Means and researchers on START’s Risk Communication and Resilience (RCR) team attended to support the initiative, study how the children engaged with the emergency preparedness curriculum and assess if the lessons learned by the children were further communicated to their families. 

“We are interested in learning more about the role children play in building community resilience,” said Holly Roberts, RCR project manager. “Not a lot of work has been done in this arena, but what we have seen suggests that children are very effective – and persuasive – communicators.”

During the event, the girls participated in a discussion about different types of disasters, played a game of “telephone” to demonstrate how easily emergency messages can change, and decorated their own first aid and emergency kits.  Earning their Emergency Preparedness badges, the Girl Scouts were taught to use whistles and flashlights to signal distress, and through their marshmallow creations, they learned about how earthquakes can affect building structures.

START’s RCR team will follow up with the program participants this fall to see if and how they shared any information with their families or communities.

Means said the girls were extremely attentive to the information and that she wouldn’t be surprised if they went home and taught their parents and siblings what they had learned here.

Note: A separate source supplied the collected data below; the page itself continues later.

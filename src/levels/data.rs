//! Levels domain: level layout definitions.

use bevy::prelude::*;
use serde::{Deserialize, Serialize};
use std::path::Path;

use crate::config::{LoadError, load_ron_file};

/// What a level block does when the player touches it
#[derive(Debug, Clone, Copy, PartialEq, Eq, Deserialize, Serialize)]
pub enum BlockKind {
    /// Solid terrain the player can stand on
    Ground,
    /// Solid terrain on the wall layer, so pressing against it is not grounded
    Wall,
    /// Hazard sensor that kills the player
    Trap,
}

/// An axis-aligned block, in world units
#[derive(Debug, Clone, PartialEq, Deserialize, Serialize)]
pub struct BlockDef {
    pub kind: BlockKind,
    /// Center of the block
    pub position: (f32, f32),
    pub size: (f32, f32),
}

impl BlockDef {
    pub fn center(&self) -> Vec2 {
        Vec2::new(self.position.0, self.position.1)
    }

    pub fn extents(&self) -> Vec2 {
        Vec2::new(self.size.0, self.size.1)
    }

    pub fn is_valid(&self) -> bool {
        self.size.0 > 0.0 && self.size.1 > 0.0
    }
}

/// Full level layout, loaded from `assets/levels/*.ron`
#[derive(Resource, Debug, Clone, PartialEq, Deserialize, Serialize)]
pub struct LevelDef {
    pub name: String,
    pub player_spawn: (f32, f32),
    /// Size of the player's box collider
    #[serde(default = "default_player_size")]
    pub player_size: (f32, f32),
    pub blocks: Vec<BlockDef>,
}

fn default_player_size() -> (f32, f32) {
    (0.8, 1.0)
}

impl Default for LevelDef {
    /// Built-in fallback level: a walled floor, two platforms, and a pit of spikes.
    fn default() -> Self {
        let block = |kind: BlockKind, position: (f32, f32), size: (f32, f32)| BlockDef {
            kind,
            position,
            size,
        };
        Self {
            name: "fallback".to_string(),
            player_spawn: (-8.0, 0.0),
            player_size: default_player_size(),
            blocks: vec![
                block(BlockKind::Ground, (-6.0, -4.0), (12.0, 1.0)),
                block(BlockKind::Ground, (9.0, -4.0), (8.0, 1.0)),
                block(BlockKind::Trap, (1.5, -4.25), (3.0, 0.5)),
                block(BlockKind::Ground, (-3.0, -1.0), (3.0, 0.5)),
                block(BlockKind::Ground, (4.0, 1.0), (3.0, 0.5)),
                block(BlockKind::Trap, (4.0, 1.5), (0.5, 0.5)),
                block(BlockKind::Wall, (-12.5, 0.0), (1.0, 10.0)),
                block(BlockKind::Wall, (13.5, 0.0), (1.0, 10.0)),
            ],
        }
    }
}

impl LevelDef {
    pub fn player_spawn_point(&self) -> Vec2 {
        Vec2::new(self.player_spawn.0, self.player_spawn.1)
    }

    pub fn player_extents(&self) -> Vec2 {
        Vec2::new(self.player_size.0, self.player_size.1)
    }

    pub fn load(path: &Path) -> Result<Self, LoadError> {
        let mut level: LevelDef = load_ron_file(path)?;
        level.drop_invalid_blocks();
        Ok(level)
    }

    /// Remove blocks with non-positive size, returning how many were dropped.
    pub fn drop_invalid_blocks(&mut self) -> usize {
        let before = self.blocks.len();
        self.blocks.retain(BlockDef::is_valid);
        before - self.blocks.len()
    }
}
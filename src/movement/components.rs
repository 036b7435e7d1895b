//! Movement domain: components and physics layers for the player.

use avian2d::prelude::*;
use bevy::prelude::*;
use serde::{Deserialize, Serialize};

/// Physics layers for collision filtering
#[derive(PhysicsLayer, Clone, Copy, Debug, Default, PartialEq, Eq, Deserialize, Serialize)]
pub enum GameLayer {
    #[default]
    Default,
    /// Ground surfaces (floors, platforms)
    Ground,
    /// Side walls; solid, but never counted as ground
    Wall,
    /// Player character
    Player,
    /// Hazards that kill the player on contact
    Trap,
}

#[derive(Component, Debug)]
pub struct Player;

/// Marker for ground colliders
#[derive(Component, Debug)]
pub struct Ground;

/// Gameplay tag carried by a collider, inspected by trigger handlers.
#[derive(Component, Debug, Clone, Copy, PartialEq, Eq, Default)]
pub enum ColliderTag {
    #[default]
    Untagged,
    Ground,
    Trap,
}

impl ColliderTag {
    pub fn is_trap(self) -> bool {
        self == ColliderTag::Trap
    }
}

/// Which way the player sprite faces.
#[derive(Debug, Clone, Copy, PartialEq, Eq, Default)]
pub enum Facing {
    #[default]
    Right,
    Left,
}

impl Facing {
    /// Sprites are drawn facing right; left-facing means mirrored on X.
    pub fn is_mirrored(self) -> bool {
        self == Facing::Left
    }
}

/// Animation classification for the current frame.
///
/// The discriminants are the values written to the animator's `moveState`
/// parameter.
#[derive(Debug, Clone, Copy, PartialEq, Eq, Hash, Default)]
pub enum MoveState {
    #[default]
    Idle = 0,
    Running = 1,
    Jumping = 2,
    Falling = 3,
}

impl MoveState {
    pub fn as_param(self) -> i32 {
        self as i32
    }

    pub fn from_param(value: i32) -> Option<Self> {
        match value {
            0 => Some(MoveState::Idle),
            1 => Some(MoveState::Running),
            2 => Some(MoveState::Jumping),
            3 => Some(MoveState::Falling),
            _ => None,
        }
    }
}
//! Loader helpers for RON and JSON data files.

use ron::Options;
use serde::de::DeserializeOwned;
use std::fs;
use std::path::Path;

/// Error type for data file loading failures.
#[derive(Debug, Clone, PartialEq)]
pub struct LoadError {
    pub file: String,
    pub message: String,
}

impl std::fmt::Display for LoadError {
    fn fmt(&self, f: &mut std::fmt::Formatter<'_>) -> std::fmt::Result {
        write!(f, "Failed to load {}: {}", self.file, self.message)
    }
}

impl std::error::Error for LoadError {}

/// Create RON options with extensions enabled for more flexible parsing.
fn ron_options() -> Options {
    Options::default().with_default_extension(ron::extensions::Extensions::IMPLICIT_SOME)
}

fn read_file(path: &Path) -> Result<String, LoadError> {
    fs::read_to_string(path).map_err(|e| LoadError {
        file: path.display().to_string(),
        message: format!("IO error: {}", e),
    })
}

/// Parse a RON document, attributing errors to `file`.
pub fn parse_ron<T: DeserializeOwned>(file: &str, contents: &str) -> Result<T, LoadError> {
    ron_options().from_str(contents).map_err(|e| LoadError {
        file: file.to_string(),
        message: format!("Parse error: {}", e),
    })
}

/// Parse a JSON document, attributing errors to `file`.
pub fn parse_json<T: DeserializeOwned>(file: &str, contents: &str) -> Result<T, LoadError> {
    serde_json::from_str(contents).map_err(|e| LoadError {
        file: file.to_string(),
        message: format!("Parse error: {}", e),
    })
}

pub fn load_ron_file<T: DeserializeOwned>(path: &Path) -> Result<T, LoadError> {
    let contents = read_file(path)?;
    parse_ron(&path.display().to_string(), &contents)
}

pub fn load_json_file<T: DeserializeOwned>(path: &Path) -> Result<T, LoadError> {
    let contents = read_file(path)?;
    parse_json(&path.display().to_string(), &contents)
}
//! Core domain: events for the level flow.

use bevy::ecs::message::Message;

/// Event fired when the run ends and the level should be reset
#[derive(Debug, Clone, Copy, Default)]
pub struct GameOverEvent;

impl Message for GameOverEvent {}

“Children watch and model their behavior after adults and authority figures in their life,” she said. “In what I’ve studied of Social Learning Theory, children have to be interested and engaged to retain the information that is being thrown their way.  These girls definitely were – they really got a huge kick out of the activities.”

The program is a part of the Emergency Preparedness Patch Program, created by the Girl Scout Council of the Nation’s Capital and FEMA’s Citizen Corps to help girls identify potential local risks and emergencies, prepare themselves and their families for emergencies, and discover ways to get involved in community emergency planning.

START’s research is funded through an award from the National Science Foundation’s Resilient Interdependent Infrastructure Processes and Systems (RIPS) solicitation.